Each line that holds the string "Enter" counts once. Say how many such lines the entries have, giving the number only.

◆ Dataset items:
-----

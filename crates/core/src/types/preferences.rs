//! User preferences collected during onboarding.

use std::collections::BTreeSet;

use serde::{Deserialize, Serialize};

use super::{Cuisine, PhoneNumber};

/// How often the user orders food, on a 0-100 scale.
///
/// Deserializing clamps the same way [`Frequency::new`] does.
#[derive(Debug, Clone, Copy, PartialEq, Eq, Hash, PartialOrd, Ord, Serialize, Deserialize)]
#[serde(into = "u8", from = "i64")]
pub struct Frequency(u8);

impl From<i64> for Frequency {
    fn from(value: i64) -> Self {
        Self::new(value)
    }
}

impl From<Frequency> for u8 {
    fn from(frequency: Frequency) -> Self {
        frequency.0
    }
}

impl Frequency {
    pub const MIN: u8 = 0;
    pub const MAX: u8 = 100;

    /// Create a frequency, clamping the value into `0..=100`.
    #[must_use]
    pub fn new(value: i64) -> Self {
        let clamped = value.clamp(i64::from(Self::MIN), i64::from(Self::MAX));
        Self(u8::try_from(clamped).unwrap_or(Self::MAX))
    }

    /// Get the underlying value.
    #[must_use]
    pub const fn value(self) -> u8 {
        self.0
    }

    /// Bucket label shown next to the slider.
    #[must_use]
    pub const fn label(self) -> FrequencyLabel {
        if self.0 < 33 {
            FrequencyLabel::Rarely
        } else if self.0 < 66 {
            FrequencyLabel::Often
        } else {
            FrequencyLabel::VeryOften
        }
    }
}

impl Default for Frequency {
    fn default() -> Self {
        Self(50)
    }
}

/// Coarse bucket of a [`Frequency`].
#[derive(Debug, Clone, Copy, PartialEq, Eq, Hash, Serialize, Deserialize)]
#[serde(rename_all = "snake_case")]
pub enum FrequencyLabel {
    Rarely,
    Often,
    VeryOften,
}

impl std::fmt::Display for FrequencyLabel {
    fn fmt(&self, f: &mut std::fmt::Formatter<'_>) -> std::fmt::Result {
        match self {
            Self::Rarely => write!(f, "rarely"),
            Self::Often => write!(f, "often"),
            Self::VeryOften => write!(f, "very often"),
        }
    }
}

/// A closed budget interval in whole rubles.
///
/// Always satisfies `min <= max`: [`BudgetRange::new`] orders its bounds,
/// and deserialization goes through it.
#[derive(Debug, Clone, Copy, PartialEq, Eq, Hash, Serialize, Deserialize)]
#[serde(from = "BudgetBounds")]
pub struct BudgetRange {
    min: u32,
    max: u32,
}

#[derive(Deserialize)]
struct BudgetBounds {
    min: u32,
    max: u32,
}

impl From<BudgetBounds> for BudgetRange {
    fn from(bounds: BudgetBounds) -> Self {
        Self::new(bounds.min, bounds.max)
    }
}

impl BudgetRange {
    /// Lowest value a budget slider can take.
    pub const SLIDER_MIN: u32 = 100;
    /// Highest value a budget slider can take.
    pub const SLIDER_MAX: u32 = 5000;

    /// Create a range from two bounds in either order.
    #[must_use]
    pub fn new(a: u32, b: u32) -> Self {
        Self {
            min: a.min(b),
            max: a.max(b),
        }
    }

    /// Clamp a raw slider value into the slider's range.
    #[must_use]
    pub fn clamp_slider(value: i64) -> u32 {
        let clamped = value.clamp(i64::from(Self::SLIDER_MIN), i64::from(Self::SLIDER_MAX));
        u32::try_from(clamped).unwrap_or(Self::SLIDER_MAX)
    }

    #[must_use]
    pub const fn min(&self) -> u32 {
        self.min
    }

    #[must_use]
    pub const fn max(&self) -> u32 {
        self.max
    }

    /// Midpoint of the range, rounded half up.
    #[must_use]
    pub const fn average_check(&self) -> u32 {
        // Halve first so the sum cannot overflow.
        self.min / 2 + self.max / 2 + (self.min % 2 + self.max % 2).div_ceil(2)
    }
}

impl Default for BudgetRange {
    fn default() -> Self {
        Self::new(500, 2000)
    }
}

/// Everything the user told us during onboarding.
///
/// Created once when onboarding completes and never mutated afterwards.
#[derive(Debug, Clone, PartialEq, Eq, Serialize, Deserialize)]
pub struct UserPreferences {
    pub cuisines: BTreeSet<Cuisine>,
    pub frequency: Frequency,
    pub budget: BudgetRange,
    pub phone: PhoneNumber,
    pub name: String,
}
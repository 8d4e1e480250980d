//! Filter bar state.
//!
//! Filters are toggled on tap and displayed. They do not narrow the dish
//! sequence.

use std::collections::BTreeMap;

use serde::Serialize;
use u_cook_core::FilterId;

/// Filter ids offered in the bar, in display order.
pub const FILTER_IDS: [&str; 6] = ["quick", "hearty", "healthy", "seafood", "homemade", "hot"];

/// Toggling a filter the bar does not offer.
#[derive(Debug, Clone, PartialEq, Eq, thiserror::Error)]
#[error("unknown filter: {0}")]
pub struct UnknownFilter(pub String);

/// Active/inactive state of every offered filter.
#[derive(Debug, Clone, PartialEq, Eq, Serialize)]
#[serde(transparent)]
pub struct FilterBar {
    state: BTreeMap<FilterId, bool>,
}

impl Default for FilterBar {
    fn default() -> Self {
        Self {
            state: FILTER_IDS
                .iter()
                .map(|id| (FilterId::from(*id), false))
                .collect(),
        }
    }
}

impl FilterBar {
    #[must_use]
    pub fn new() -> Self {
        Self::default()
    }

    /// Flip a filter. Returns whether it is active afterwards.
    ///
    /// # Errors
    ///
    /// Returns [`UnknownFilter`] if the id is not offered.
    pub fn toggle(&mut self, id: &str) -> Result<bool, UnknownFilter> {
        let key = FilterId::new(id.trim().to_ascii_lowercase());
        let active = self
            .state
            .get_mut(&key)
            .ok_or_else(|| UnknownFilter(id.to_owned()))?;
        *active = !*active;
        Ok(*active)
    }

    #[must_use]
    pub fn is_active(&self, id: &str) -> bool {
        self.state
            .get(&FilterId::new(id))
            .copied()
            .unwrap_or(false)
    }

    /// Active filters in display order.
    #[must_use]
    pub fn active(&self) -> Vec<&'static str> {
        FILTER_IDS
            .into_iter()
            .filter(|id| self.is_active(id))
            .collect()
    }
}
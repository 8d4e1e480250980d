//! Four-step onboarding wizard.
//!
//! Collects identity (name and phone), preferred cuisines, order frequency
//! and a budget range, then emits a single [`UserPreferences`] value. Only
//! the identity step is validated; committing the last step is one-way.

use std::collections::BTreeSet;
use std::fmt;

use serde::Serialize;
use tracing::debug;
use u_cook_core::{BudgetRange, Cuisine, Frequency, PhoneNumber, UserPreferences};

/// Maximum number of characters kept from the name field.
pub const NAME_MAX_CHARS: usize = 32;

/// A field-level validation failure on the identity step.
#[derive(Debug, Clone, Copy, PartialEq, Eq, thiserror::Error, Serialize)]
#[serde(rename_all = "snake_case")]
pub enum ValidationError {
    #[error("Enter the customer's name")]
    EmptyName,
    #[error("Enter a valid phone number")]
    InvalidPhone,
}

/// Every validation failure found on one attempt to advance.
#[derive(Debug, Clone, PartialEq, Eq)]
pub struct ValidationErrors(Vec<ValidationError>);

impl ValidationErrors {
    #[must_use]
    pub fn as_slice(&self) -> &[ValidationError] {
        &self.0
    }
}

impl fmt::Display for ValidationErrors {
    fn fmt(&self, f: &mut fmt::Formatter<'_>) -> fmt::Result {
        let messages: Vec<String> = self.0.iter().map(ToString::to_string).collect();
        f.write_str(&messages.join("; "))
    }
}

impl std::error::Error for ValidationErrors {}

/// Wizard steps, in order.
#[derive(Debug, Clone, Copy, PartialEq, Eq, Hash, Serialize)]
#[serde(rename_all = "snake_case")]
pub enum Step {
    Identity,
    Cuisines,
    Frequency,
    Budget,
}

impl Step {
    pub const COUNT: usize = 4;

    /// Zero-based position of the step.
    #[must_use]
    pub const fn index(self) -> usize {
        match self {
            Self::Identity => 0,
            Self::Cuisines => 1,
            Self::Frequency => 2,
            Self::Budget => 3,
        }
    }

    const fn next(self) -> Option<Self> {
        match self {
            Self::Identity => Some(Self::Cuisines),
            Self::Cuisines => Some(Self::Frequency),
            Self::Frequency => Some(Self::Budget),
            Self::Budget => None,
        }
    }

    #[must_use]
    pub const fn title(self) -> &'static str {
        match self {
            Self::Identity => "Sign up",
            Self::Cuisines => "Which cuisines do you like?",
            Self::Frequency => "How often do you order food?",
            Self::Budget => "What is your budget?",
        }
    }

    #[must_use]
    pub const fn subtitle(self) -> &'static str {
        match self {
            Self::Identity => "Enter your phone number and name to register",
            Self::Cuisines => "Make a first pick",
            Self::Frequency => "Helps us find the best offers",
            Self::Budget => "We will show dishes in your range",
        }
    }
}

/// Result of a successful advance.
#[derive(Debug, Clone, PartialEq, Eq)]
pub enum Advance {
    /// Moved to the given step.
    Next(Step),
    /// The last step was committed.
    Complete(UserPreferences),
}

/// In-progress onboarding form.
#[derive(Debug, Clone)]
pub struct OnboardingFlow {
    step: Step,
    name: String,
    phone_digits: String,
    cuisines: BTreeSet<Cuisine>,
    frequency: Frequency,
    budget_min: u32,
    budget_max: u32,
    errors: Vec<ValidationError>,
}

impl Default for OnboardingFlow {
    fn default() -> Self {
        let budget = BudgetRange::default();
        Self {
            step: Step::Identity,
            name: String::new(),
            phone_digits: String::new(),
            cuisines: BTreeSet::new(),
            frequency: Frequency::default(),
            budget_min: budget.min(),
            budget_max: budget.max(),
            errors: Vec::new(),
        }
    }
}

impl OnboardingFlow {
    #[must_use]
    pub fn new() -> Self {
        Self::default()
    }

    /// Set the name field, keeping at most [`NAME_MAX_CHARS`] characters.
    pub fn set_name(&mut self, raw: &str) {
        self.name = raw.chars().take(NAME_MAX_CHARS).collect();
    }

    /// Set the phone field. Non-digits are dropped and the value is clamped
    /// to ten digits as it is typed.
    pub fn set_phone(&mut self, raw: &str) {
        self.phone_digits = PhoneNumber::clamp_input(raw);
    }

    /// Toggle a cuisine in or out of the selection.
    ///
    /// Returns whether the cuisine is selected afterwards.
    pub fn toggle_cuisine(&mut self, cuisine: Cuisine) -> bool {
        if self.cuisines.remove(&cuisine) {
            false
        } else {
            self.cuisines.insert(cuisine);
            true
        }
    }

    /// Move the frequency slider. Values outside 0-100 are clamped.
    pub fn set_frequency(&mut self, value: i64) {
        self.frequency = Frequency::new(value);
    }

    /// Move the minimum budget slider (100-5000, clamped).
    ///
    /// The slider is independent of the maximum: `min > max` is accepted here
    /// and ordered when the wizard completes.
    pub fn set_budget_min(&mut self, value: i64) {
        self.budget_min = BudgetRange::clamp_slider(value);
    }

    /// Move the maximum budget slider (100-5000, clamped).
    pub fn set_budget_max(&mut self, value: i64) {
        self.budget_max = BudgetRange::clamp_slider(value);
    }

    /// Identity-step problems with the current input.
    #[must_use]
    pub fn identity_errors(&self) -> Vec<ValidationError> {
        let mut errors = Vec::new();
        if self.name.trim().is_empty() {
            errors.push(ValidationError::EmptyName);
        }
        if self.phone_digits.len() < PhoneNumber::DIGITS {
            errors.push(ValidationError::InvalidPhone);
        }
        errors
    }

    /// Whether the Next control is enabled.
    #[must_use]
    pub fn can_advance(&self) -> bool {
        self.step != Step::Identity || self.identity_errors().is_empty()
    }

    /// Try to move to the next step, or commit on the last one.
    ///
    /// # Errors
    ///
    /// On the identity step, returns every field that failed validation. The
    /// step does not change and the errors stay visible until the next
    /// attempt.
    pub fn advance(&mut self) -> Result<Advance, ValidationErrors> {
        if self.step == Step::Identity {
            self.errors = self.identity_errors();
            if !self.errors.is_empty() {
                debug!(errors = ?self.errors, "Identity step rejected");
                return Err(ValidationErrors(self.errors.clone()));
            }
        }

        match self.step.next() {
            Some(step) => {
                self.step = step;
                Ok(Advance::Next(step))
            }
            None => self
                .preferences()
                .map(Advance::Complete)
                .map_err(ValidationErrors),
        }
    }

    fn preferences(&self) -> Result<UserPreferences, Vec<ValidationError>> {
        let phone = PhoneNumber::parse(&self.phone_digits)
            .map_err(|_| vec![ValidationError::InvalidPhone])?;
        Ok(UserPreferences {
            cuisines: self.cuisines.clone(),
            frequency: self.frequency,
            budget: BudgetRange::new(self.budget_min, self.budget_max),
            phone,
            name: self.name.clone(),
        })
    }

    #[must_use]
    pub const fn step(&self) -> Step {
        self.step
    }

    #[must_use]
    pub fn name(&self) -> &str {
        &self.name
    }

    /// Digits typed so far, without the country code.
    #[must_use]
    pub fn phone_digits(&self) -> &str {
        &self.phone_digits
    }

    #[must_use]
    pub const fn cuisines(&self) -> &BTreeSet<Cuisine> {
        &self.cuisines
    }

    #[must_use]
    pub const fn frequency(&self) -> Frequency {
        self.frequency
    }

    /// Raw slider positions as `(min, max)`, unordered.
    #[must_use]
    pub const fn budget_sliders(&self) -> (u32, u32) {
        (self.budget_min, self.budget_max)
    }

    /// Errors from the last rejected advance.
    #[must_use]
    pub fn errors(&self) -> &[ValidationError] {
        &self.errors
    }

    #[must_use]
    pub fn error_for(&self, error: ValidationError) -> Option<ValidationError> {
        self.errors.iter().copied().find(|e| *e == error)
    }
}

#[cfg(test)]
#[allow(clippy::unwrap_used)]
mod tests {
    use super::*;

    fn identity_filled() -> OnboardingFlow {
        let mut flow = OnboardingFlow::new();
        flow.set_name("Anna");
        flow.set_phone("9991234567");
        flow
    }

    fn complete(mut flow: OnboardingFlow) -> UserPreferences {
        loop {
            match flow.advance().unwrap() {
                Advance::Next(_) => {}
                Advance::Complete(preferences) => return preferences,
            }
        }
    }

    #[test]
    fn test_empty_identity_reports_both_fields() {
        let mut flow = OnboardingFlow::new();
        assert!(!flow.can_advance());

        let errors = flow.advance().unwrap_err();
        assert_eq!(
            errors.as_slice(),
            &[ValidationError::EmptyName, ValidationError::InvalidPhone]
        );
        assert_eq!(flow.step(), Step::Identity);
        assert_eq!(flow.errors().len(), 2);
    }

    #[test]
    fn test_whitespace_name_rejected() {
        let mut flow = identity_filled();
        flow.set_name("   ");
        let errors = flow.advance().unwrap_err();
        assert_eq!(errors.as_slice(), &[ValidationError::EmptyName]);
    }

    #[test]
    fn test_nine_digits_rejected() {
        let mut flow = identity_filled();
        flow.set_phone("999123456");
        let errors = flow.advance().unwrap_err();
        assert_eq!(errors.as_slice(), &[ValidationError::InvalidPhone]);
    }

    #[test]
    fn test_ten_digits_and_name_advance() {
        let mut flow = identity_filled();
        assert!(flow.can_advance());
        assert_eq!(flow.advance().unwrap(), Advance::Next(Step::Cuisines));
        assert!(flow.errors().is_empty());
    }

    #[test]
    fn test_errors_clear_after_fix() {
        let mut flow = OnboardingFlow::new();
        flow.advance().unwrap_err();
        flow.set_name("Anna");
        flow.set_phone("999 123 45 67");
        flow.advance().unwrap();
        assert!(flow.errors().is_empty());
    }

    #[test]
    fn test_phone_input_is_clamped_and_prefixed() {
        let mut flow = OnboardingFlow::new();
        flow.set_name("Anna");
        flow.set_phone("89991234567");
        assert_eq!(flow.phone_digits(), "9991234567");

        let preferences = complete(flow);
        assert_eq!(preferences.phone.as_str(), "+79991234567");
    }

    #[test]
    fn test_name_is_truncated() {
        let mut flow = OnboardingFlow::new();
        flow.set_name(&"я".repeat(40));
        assert_eq!(flow.name().chars().count(), NAME_MAX_CHARS);
    }

    #[test]
    fn test_later_steps_have_no_validation() {
        let mut flow = identity_filled();
        flow.advance().unwrap();
        assert!(flow.can_advance());
        assert_eq!(flow.advance().unwrap(), Advance::Next(Step::Frequency));
        assert_eq!(flow.advance().unwrap(), Advance::Next(Step::Budget));
    }

    #[test]
    fn test_toggle_cuisine() {
        let mut flow = OnboardingFlow::new();
        assert!(flow.toggle_cuisine(Cuisine::Japanese));
        assert!(flow.toggle_cuisine(Cuisine::Russian));
        assert!(!flow.toggle_cuisine(Cuisine::Japanese));
        assert_eq!(
            flow.cuisines().iter().copied().collect::<Vec<_>>(),
            vec![Cuisine::Russian]
        );
    }

    #[test]
    fn test_sliders_clamp() {
        let mut flow = OnboardingFlow::new();
        flow.set_frequency(140);
        flow.set_budget_min(10);
        flow.set_budget_max(99_999);
        assert_eq!(flow.frequency().value(), 100);
        assert_eq!(flow.budget_sliders(), (100, 5000));
    }

    #[test]
    fn test_inverted_budget_accepted_and_normalized() {
        let mut flow = identity_filled();
        flow.set_budget_min(3000);
        flow.set_budget_max(1000);
        assert_eq!(flow.budget_sliders(), (3000, 1000));

        let preferences = complete(flow);
        assert_eq!(preferences.budget.min(), 1000);
        assert_eq!(preferences.budget.max(), 3000);
    }

    #[test]
    fn test_complete_packages_everything() {
        let mut flow = identity_filled();
        flow.toggle_cuisine(Cuisine::Italian);
        flow.set_frequency(80);

        let preferences = complete(flow);
        assert_eq!(preferences.name, "Anna");
        assert!(preferences.cuisines.contains(&Cuisine::Italian));
        assert_eq!(preferences.frequency.value(), 80);
        assert_eq!(preferences.budget, BudgetRange::new(500, 2000));
    }
}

-----

◆ YOUR SOLUTION:
3